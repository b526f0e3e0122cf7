use std::{fmt, str::FromStr};

use chrono::{DateTime, TimeZone, Utc};
use compact_str::{format_compact, CompactString, ToCompactString};

use crate::{result::CountdownError, time::Timestamp};

/// Language used for the end-date caption.
#[derive(Debug, Default, Clone, Copy, PartialEq, Eq)]
pub enum Locale {
    German,
    #[default]
    English,
}

/// Environment variables consulted by [`Locale::from_env`], most specific first.
const LOCALE_ENV_VARS: [&str; 3] = ["LC_ALL", "LC_MESSAGES", "LANG"];

impl Locale {
    /// Maps a language tag such as `de`, `de-AT` or `de_DE.UTF-8` to a
    /// locale. Anything that isn't German falls back to English.
    pub fn from_tag(tag: &str) -> Self {
        let language = tag
            .split(['-', '_', '.', '@'])
            .next()
            .unwrap_or_default();

        if language.eq_ignore_ascii_case("de") {
            Locale::German
        } else {
            Locale::English
        }
    }

    /// Resolves the locale from the process environment. Called once at
    /// startup; the widget itself only ever sees the resolved value.
    pub fn from_env() -> Self {
        Self::from_lookup(|key| std::env::var(key).ok())
    }

    pub(crate) fn from_lookup(lookup: impl Fn(&str) -> Option<String>) -> Self {
        LOCALE_ENV_VARS
            .iter()
            .filter_map(|key| lookup(*key))
            .find(|value| !value.is_empty() && value != "C" && value != "POSIX")
            .map(|value| Self::from_tag(&value))
            .unwrap_or_default()
    }

    pub fn labels(&self) -> CaptionLabels {
        match self {
            Locale::German => CaptionLabels { ends_on: "Endet am", at: "um" },
            Locale::English => CaptionLabels { ends_on: "Ends on", at: "at" },
        }
    }

    fn date_format(&self) -> &'static str {
        match self {
            Locale::German => "%d.%m.%Y",
            Locale::English => "%-m/%-d/%Y",
        }
    }

    fn time_format(&self) -> &'static str {
        match self {
            Locale::German => "%H:%M",
            Locale::English => "%-I:%M %p",
        }
    }

    /// Builds the caption for `target`, rendered in `tz`. Returns `None`
    /// when the timestamp is outside the representable range.
    pub fn caption<Tz>(&self, target: Timestamp, tz: &Tz) -> Option<Caption>
    where
        Tz: TimeZone,
        Tz::Offset: fmt::Display,
    {
        let at = DateTime::<Utc>::from_timestamp_millis(target)?.with_timezone(tz);

        Some(Caption {
            labels: self.labels(),
            date: at.format(self.date_format()).to_compact_string(),
            time: at.format(self.time_format()).to_compact_string(),
        })
    }
}

impl FromStr for Locale {
    type Err = CountdownError;

    fn from_str(s: &str) -> Result<Self, Self::Err> {
        let tag = s.trim();
        if tag.is_empty() {
            return Err(CountdownError::ConfigError("locale tag must not be empty".into()));
        }

        Ok(Self::from_tag(tag))
    }
}

#[derive(Debug, Clone, Copy, PartialEq, Eq)]
pub struct CaptionLabels {
    pub ends_on: &'static str,
    pub at: &'static str,
}

#[derive(Debug, Clone, PartialEq, Eq)]
pub struct Caption {
    pub labels: CaptionLabels,
    pub date: CompactString,
    pub time: CompactString,
}

impl Caption {
    pub fn text(&self) -> CompactString {
        format_compact!("{} {} {} {}", self.labels.ends_on, self.date, self.labels.at, self.time)
    }
}

impl fmt::Display for Caption {
    fn fmt(&self, f: &mut fmt::Formatter<'_>) -> fmt::Result {
        f.write_str(&self.text())
    }
}
//! Parsing of the countdown target given on the command line.

use std::time::Duration;

use chrono::{DateTime, Local, NaiveDateTime, TimeZone};
use compact_str::ToCompactString;

use crate::{
    result::{CountdownError, Result},
    time::Timestamp,
};

const NAIVE_FORMATS: [&str; 2] = ["%Y-%m-%d %H:%M:%S", "%Y-%m-%d %H:%M"];

/// Accepts epoch milliseconds, an RFC 3339 datetime, or a local
/// `YYYY-MM-DD HH:MM[:SS]`. Past instants are fine.
pub fn parse_target(input: &str) -> Result<Timestamp> {
    parse_target_in(input, &Local)
}

pub(crate) fn parse_target_in<Tz: TimeZone>(input: &str, tz: &Tz) -> Result<Timestamp> {
    let input = input.trim();
    let invalid = || CountdownError::InvalidTarget(input.to_compact_string());

    if let Ok(millis) = input.parse::<i64>() {
        return Ok(millis);
    }

    if let Ok(at) = DateTime::parse_from_rfc3339(input) {
        return Ok(at.timestamp_millis());
    }

    NAIVE_FORMATS
        .iter()
        .find_map(|fmt| NaiveDateTime::parse_from_str(input, fmt).ok())
        .and_then(|naive| tz.from_local_datetime(&naive).earliest())
        .map(|at| at.timestamp_millis())
        .ok_or_else(invalid)
}

/// Parses durations like `90s`, `25m`, `1h30m` or `2h5m10s`. A bare
/// number is taken as seconds.
pub fn parse_duration(input: &str) -> Result<Duration> {
    let input = input.trim();
    let invalid = || CountdownError::InvalidDuration(input.to_compact_string());

    if input.is_empty() {
        return Err(invalid());
    }

    if let Ok(secs) = input.parse::<u64>() {
        return Ok(Duration::from_secs(secs));
    }

    let mut total: u64 = 0;
    let mut digits = String::new();
    for c in input.chars() {
        if c.is_ascii_digit() {
            digits.push(c);
            continue;
        }

        let unit = match c.to_ascii_lowercase() {
            'h' => 3600,
            'm' => 60,
            's' => 1,
            _ => return Err(invalid()),
        };
        let value: u64 = digits.parse().map_err(|_| invalid())?;
        total = value
            .checked_mul(unit)
            .and_then(|v| total.checked_add(v))
            .ok_or_else(invalid)?;
        digits.clear();
    }

    if !digits.is_empty() {
        return Err(invalid());
    }

    Ok(Duration::from_secs(total))
}
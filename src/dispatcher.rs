use std::sync::mpsc;

use crate::event::CountdownEvent;

pub trait Dispatcher {
    fn dispatch(&self, event: CountdownEvent);
}

impl Dispatcher for mpsc::Sender<CountdownEvent> {
    fn dispatch(&self, event: CountdownEvent) {
        // the receiver only goes away during shutdown
        self.send(event).unwrap_or(());
    }
}
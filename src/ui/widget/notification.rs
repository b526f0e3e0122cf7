use ratatui::{
    buffer::Buffer,
    layout::{Alignment, Rect},
    prelude::StatefulWidget,
    text::Line,
    widgets::{Clear, Widget},
};

use crate::{
    notice_service::{Notice, NoticeLevel},
    theme::theme,
};

#[derive(Clone, Default)]
pub struct Notification {}

/// The notice currently on screen and how many ticks it has been visible.
#[derive(Debug, Clone)]
pub struct NotificationState {
    pub notice: Notice,
    pub ticks_shown: u32,
}

impl NotificationState {
    pub fn new(notice: Notice) -> Self {
        Self { notice, ticks_shown: 0 }
    }
}

impl Notification {
    pub fn new() -> Self {
        Self {}
    }
}

impl StatefulWidget for Notification {
    type State = NotificationState;

    fn render(self, area: Rect, buf: &mut Buffer, state: &mut Self::State) {
        let style = match state.notice.level {
            NoticeLevel::Info => theme().notification,
            NoticeLevel::Error => theme().notification_error,
        };

        let text = state.notice.message.text();
        let width = (text.chars().count() as u16 + 4).min(area.width);
        let notice_area = Rect {
            x: area.x + (area.width - width) / 2,
            // last free row above the key hints and the border
            y: area.bottom().saturating_sub(3).max(area.y),
            width,
            height: 1u16.min(area.height),
        };

        Clear.render(notice_area, buf);
        Line::from(format!("  {text}  "))
            .style(style)
            .alignment(Alignment::Center)
            .render(notice_area, buf);
    }
}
□ □ □
• Try it: From the records above, give again exactly the lines running from the line with "use compact_str::ToCompactString;" to the line with "TimeZone>(input: &str, tz: &Tz)", inclusive.

• Written solution:
use compact_str::ToCompactString;

use crate::{
    result::{CountdownError, Result},
    time::Timestamp,
};

const NAIVE_FORMATS: [&str; 2] = ["%Y-%m-%d %H:%M:%S", "%Y-%m-%d %H:%M"];

/// Accepts epoch milliseconds, an RFC 3339 datetime, or a local
/// `YYYY-MM-DD HH:MM[:SS]`. Past instants are fine.
pub fn parse_target(input: &str) -> Result<Timestamp> {
    parse_target_in(input, &Local)
}

pub(crate) fn parse_target_in<Tz: TimeZone>(input: &str, tz: &Tz) -> Result<Timestamp> {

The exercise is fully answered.